The bride's rustle became at last so audible that even David and Mr. Brentwood heard and turned from their absorbing conversation to the business in hand.

Hannah was in the doorway when David looked up, very cold and beautiful in her bridal array despite the years she had waited, and almost at once David saw the vision in purple and gold like a saucy pansy, standing near her.

Kate's eyes were fixed upon him with their most bewitching, dancing smile of recognition, like a naughty little child who had been in hiding for a time and now peeps out laughing over the discomfiture of its elders. So Kate encountered the steadfast gaze of David's astonished eyes.

But there was no light of love in those eyes as she had expected to see.
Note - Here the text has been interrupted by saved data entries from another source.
//! The closed vocabulary of tokens the external scanner can produce.
//!
//! Each [`TokenKind`] carries a stable symbol id (its discriminant) that the
//! host grammar declares in the same order among its external tokens. The
//! host passes the kinds it currently accepts as a [`ValidSymbols`] set.

use std::fmt;

use bitflags::bitflags;

/// A token the external scanner can produce.
///
/// # Repr
///
/// `#[repr(u8)]` discriminants are the symbol ids reported to the host via
/// [`Cursor::set_result_symbol`](elm_lexer_core::Cursor::set_result_symbol).
/// They must match the order of the grammar's external token list.
#[derive(Copy, Clone, Debug, PartialEq, Eq, Hash)]
#[repr(u8)]
pub enum TokenKind {
    /// Virtual token ending a declaration inside a layout section.
    EndDecl = 0,
    /// Virtual token opening a layout section after `let`, `of`, etc.
    OpenSection = 1,
    /// Virtual token closing a layout section.
    EndSection = 2,
    /// A `-` glued to the following operand (`-x`, `-(f y)`), i.e. negation.
    MinusNoSpace = 3,
    /// Body of a `[glsl| ... |]` block.
    ShaderContent = 4,
    /// Body of a `{- ... -}` comment, nested comments included.
    BlockCommentContent = 5,
    /// Body of a `"""` string up to the next escape or closing quotes.
    StringContentMultiline = 6,
}

impl TokenKind {
    /// Every kind, in symbol-id order.
    pub const ALL: [TokenKind; 7] = [
        TokenKind::EndDecl,
        TokenKind::OpenSection,
        TokenKind::EndSection,
        TokenKind::MinusNoSpace,
        TokenKind::ShaderContent,
        TokenKind::BlockCommentContent,
        TokenKind::StringContentMultiline,
    ];

    /// Stable symbol id reported to the host.
    #[inline]
    pub const fn symbol(self) -> u16 {
        self as u16
    }

    /// Look up a kind by its symbol id.
    pub fn from_symbol(symbol: u16) -> Option<TokenKind> {
        Self::ALL.get(usize::from(symbol)).copied()
    }

    /// The single-kind [`ValidSymbols`] set for this kind.
    #[inline]
    pub const fn flag(self) -> ValidSymbols {
        ValidSymbols::from_bits_truncate(1 << self as u8)
    }

    /// `true` for tokens synthesized from layout rather than read from text.
    pub const fn is_virtual(self) -> bool {
        matches!(
            self,
            TokenKind::EndDecl | TokenKind::OpenSection | TokenKind::EndSection
        )
    }

    /// Short lowercase name used in logs and test output.
    pub const fn name(self) -> &'static str {
        match self {
            TokenKind::EndDecl => "end_decl",
            TokenKind::OpenSection => "open_section",
            TokenKind::EndSection => "end_section",
            TokenKind::MinusNoSpace => "minus_without_trailing_whitespace",
            TokenKind::ShaderContent => "glsl_content",
            TokenKind::BlockCommentContent => "block_comment_content",
            TokenKind::StringContentMultiline => "string_content_multiline",
        }
    }
}

impl fmt::Display for TokenKind {
    fn fmt(&self, f: &mut fmt::Formatter<'_>) -> fmt::Result {
        f.write_str(self.name())
    }
}

bitflags! {
    /// The set of token kinds the host accepts at the current position.
    ///
    /// Bit `n` corresponds to the [`TokenKind`] with symbol id `n`.
    #[derive(Copy, Clone, Eq, PartialEq, Hash, Debug)]
    pub struct ValidSymbols: u8 {
        const END_DECL = 1 << 0;
        const OPEN_SECTION = 1 << 1;
        const END_SECTION = 1 << 2;
        const MINUS_NO_SPACE = 1 << 3;
        const SHADER_CONTENT = 1 << 4;
        const BLOCK_COMMENT_CONTENT = 1 << 5;
        const STRING_CONTENT_MULTILINE = 1 << 6;
    }
}

impl ValidSymbols {
    /// Build a set from a host's per-symbol boolean table.
    ///
    /// Entries beyond the seven known kinds are ignored; missing entries
    /// count as not valid.
    pub fn from_table(table: &[bool]) -> ValidSymbols {
        table
            .iter()
            .zip(TokenKind::ALL)
            .filter(|(valid, _)| **valid)
            .fold(ValidSymbols::empty(), |set, (_, kind)| set | kind.flag())
    }

    /// Whether `kind` is acceptable.
    #[inline]
    pub const fn accepts(self, kind: TokenKind) -> bool {
        self.contains(kind.flag())
    }

    /// A host signals error recovery by marking every kind valid at once.
    ///
    /// Layout logic must not fabricate virtual tokens while the host is
    /// recovering, so the scanner answers "no match" to such calls.
    #[inline]
    pub const fn is_error_recovery(self) -> bool {
        self.is_all()
    }
}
Instead there grew in his face such a blaze of righteous indignation as the lord of the wedding feast might have turned upon the person who came in without a wedding garment. In spite of herself Kate was disconcerted. She was astonished. She felt that David was challenging her presence there. It seemed to her he was looking through her, searching her, judging her, sentencing her, and casting her out, and presently his eyes wandered beyond her through the open hall door and out into God's green world; and when they came back and next rested upon her his look had frozen into the glance of a stranger.

Angry, ashamed, baffled, she bit her lips in vexation, but tried to keep the merry smile. In her heart she hated him, and vowed to make him bow before her smiles once more.

David did not see the bride at all to notice her, but the bride, unlike the one of the psalmist's vision whose eyes were upon "her dear bridegroom's face," was looking straight across the room with evident intent to observe David.

The ceremony proceeded, and Hannah went through her part correctly and calmly, aware that she was giving herself to Lemuel Skinner irrevocably, yet perfectly aware also of the discomfiture of the sweet-faced girl-wife who sat across the room bravely watching the ceremony with white cheeks and eyes that shone like righteous lights.